Start of Stored data

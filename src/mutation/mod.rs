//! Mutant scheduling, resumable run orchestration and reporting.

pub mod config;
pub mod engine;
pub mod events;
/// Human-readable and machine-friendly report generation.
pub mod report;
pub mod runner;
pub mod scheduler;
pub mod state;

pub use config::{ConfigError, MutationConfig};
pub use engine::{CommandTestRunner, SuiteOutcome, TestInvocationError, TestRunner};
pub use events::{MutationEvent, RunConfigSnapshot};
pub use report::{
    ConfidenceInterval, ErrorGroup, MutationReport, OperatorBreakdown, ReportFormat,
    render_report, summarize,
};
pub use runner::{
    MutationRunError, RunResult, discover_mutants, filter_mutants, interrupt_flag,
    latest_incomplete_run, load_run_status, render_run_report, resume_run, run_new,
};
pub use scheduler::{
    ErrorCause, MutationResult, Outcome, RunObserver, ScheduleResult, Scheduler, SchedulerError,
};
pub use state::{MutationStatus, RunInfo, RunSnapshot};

End of Stored data

The answer must consist of every line above that holds the string "state", copied exactly.

**Answer section:**
pub mod state;
pub use state::{MutationStatus, RunInfo, RunSnapshot};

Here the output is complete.